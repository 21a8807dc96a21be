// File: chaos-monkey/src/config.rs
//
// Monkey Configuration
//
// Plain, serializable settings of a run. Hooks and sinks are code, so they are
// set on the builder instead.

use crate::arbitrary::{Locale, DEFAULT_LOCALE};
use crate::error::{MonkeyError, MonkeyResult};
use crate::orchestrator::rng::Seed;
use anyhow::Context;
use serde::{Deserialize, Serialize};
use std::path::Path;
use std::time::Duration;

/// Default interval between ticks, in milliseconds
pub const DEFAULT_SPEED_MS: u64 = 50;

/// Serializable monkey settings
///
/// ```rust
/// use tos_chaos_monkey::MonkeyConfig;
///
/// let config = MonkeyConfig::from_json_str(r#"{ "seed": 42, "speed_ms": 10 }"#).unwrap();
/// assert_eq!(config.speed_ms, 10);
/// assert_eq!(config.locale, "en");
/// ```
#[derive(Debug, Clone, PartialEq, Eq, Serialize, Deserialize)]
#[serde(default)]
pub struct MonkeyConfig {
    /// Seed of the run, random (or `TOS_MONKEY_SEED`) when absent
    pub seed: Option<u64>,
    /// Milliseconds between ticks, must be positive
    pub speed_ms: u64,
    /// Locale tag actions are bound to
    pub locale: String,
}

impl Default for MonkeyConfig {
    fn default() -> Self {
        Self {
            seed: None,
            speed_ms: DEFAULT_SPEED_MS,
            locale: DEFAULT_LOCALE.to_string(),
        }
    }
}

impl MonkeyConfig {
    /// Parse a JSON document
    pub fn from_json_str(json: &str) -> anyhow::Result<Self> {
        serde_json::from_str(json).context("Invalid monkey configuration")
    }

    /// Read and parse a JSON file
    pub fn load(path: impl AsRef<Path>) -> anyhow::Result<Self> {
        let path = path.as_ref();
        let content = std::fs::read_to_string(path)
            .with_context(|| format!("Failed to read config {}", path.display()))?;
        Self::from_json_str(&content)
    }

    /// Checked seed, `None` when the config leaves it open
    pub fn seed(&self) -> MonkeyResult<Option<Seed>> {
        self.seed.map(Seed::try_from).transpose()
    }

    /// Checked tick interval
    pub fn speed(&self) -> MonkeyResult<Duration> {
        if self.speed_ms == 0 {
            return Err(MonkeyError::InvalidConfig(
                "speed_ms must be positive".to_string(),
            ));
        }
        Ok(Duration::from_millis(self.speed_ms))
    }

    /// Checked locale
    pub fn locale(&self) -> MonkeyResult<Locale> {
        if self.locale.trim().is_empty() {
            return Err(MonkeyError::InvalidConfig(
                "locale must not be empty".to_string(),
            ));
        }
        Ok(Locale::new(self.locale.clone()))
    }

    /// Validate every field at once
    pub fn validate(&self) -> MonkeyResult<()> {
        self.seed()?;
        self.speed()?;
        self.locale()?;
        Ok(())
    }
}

*Task to carry out*
After reading through the material, print all of it again exactly.

*Response to the task*
repository 21a8807dc96a21be
// File: chaos-monkey/src/config.rs
//
// Monkey Configuration
//
// Plain, serializable settings of a run. Hooks and sinks are code, so they are
// set on the builder instead.

use crate::arbitrary::{Locale, DEFAULT_LOCALE};
use crate::error::{MonkeyError, MonkeyResult};
use crate::orchestrator::rng::Seed;
use anyhow::Context;
use serde::{Deserialize, Serialize};
use std::path::Path;
use std::time::Duration;

/// Default interval between ticks, in milliseconds
pub const DEFAULT_SPEED_MS: u64 = 50;

/// Serializable monkey settings
///
/// ```rust
/// use tos_chaos_monkey::MonkeyConfig;
///
/// let config = MonkeyConfig::from_json_str(r#"{ "seed": 42, "speed_ms": 10 }"#).unwrap();
/// assert_eq!(config.speed_ms, 10);
/// assert_eq!(config.locale, "en");
/// ```
#[derive(Debug, Clone, PartialEq, Eq, Serialize, Deserialize)]
#[serde(default)]
pub struct MonkeyConfig {
    /// Seed of the run, random (or `TOS_MONKEY_SEED`) when absent
    pub seed: Option<u64>,
    /// Milliseconds between ticks, must be positive
    pub speed_ms: u64,
    /// Locale tag actions are bound to
    pub locale: String,
}

impl Default for MonkeyConfig {
    fn default() -> Self {
        Self {
            seed: None,
            speed_ms: DEFAULT_SPEED_MS,
            locale: DEFAULT_LOCALE.to_string(),
        }
    }
}

impl MonkeyConfig {
    /// Parse a JSON document
    pub fn from_json_str(json: &str) -> anyhow::Result<Self> {
        serde_json::from_str(json).context("Invalid monkey configuration")
    }

    /// Read and parse a JSON file
    pub fn load(path: impl AsRef<Path>) -> anyhow::Result<Self> {
        let path = path.as_ref();
        let content = std::fs::read_to_string(path)
            .with_context(|| format!("Failed to read config {}", path.display()))?;
        Self::from_json_str(&content)
    }

    /// Checked seed, `None` when the config leaves it open
    pub fn seed(&self) -> MonkeyResult<Option<Seed>> {
        self.seed.map(Seed::try_from).transpose()
    }

    /// Checked tick interval
    pub fn speed(&self) -> MonkeyResult<Duration> {
        if self.speed_ms == 0 {
            return Err(MonkeyError::InvalidConfig(
                "speed_ms must be positive".to_string(),
            ));
        }
        Ok(Duration::from_millis(self.speed_ms))
    }

    /// Checked locale
    pub fn locale(&self) -> MonkeyResult<Locale> {
        if self.locale.trim().is_empty() {
            return Err(MonkeyError::InvalidConfig(
                "locale must not be empty".to_string(),
            ));
        }
        Ok(Locale::new(self.locale.clone()))
    }

    /// Validate every field at once
    pub fn validate(&self) -> MonkeyResult<()> {
        self.seed()?;
        self.speed()?;
        self.locale()?;
        Ok(())
    }
}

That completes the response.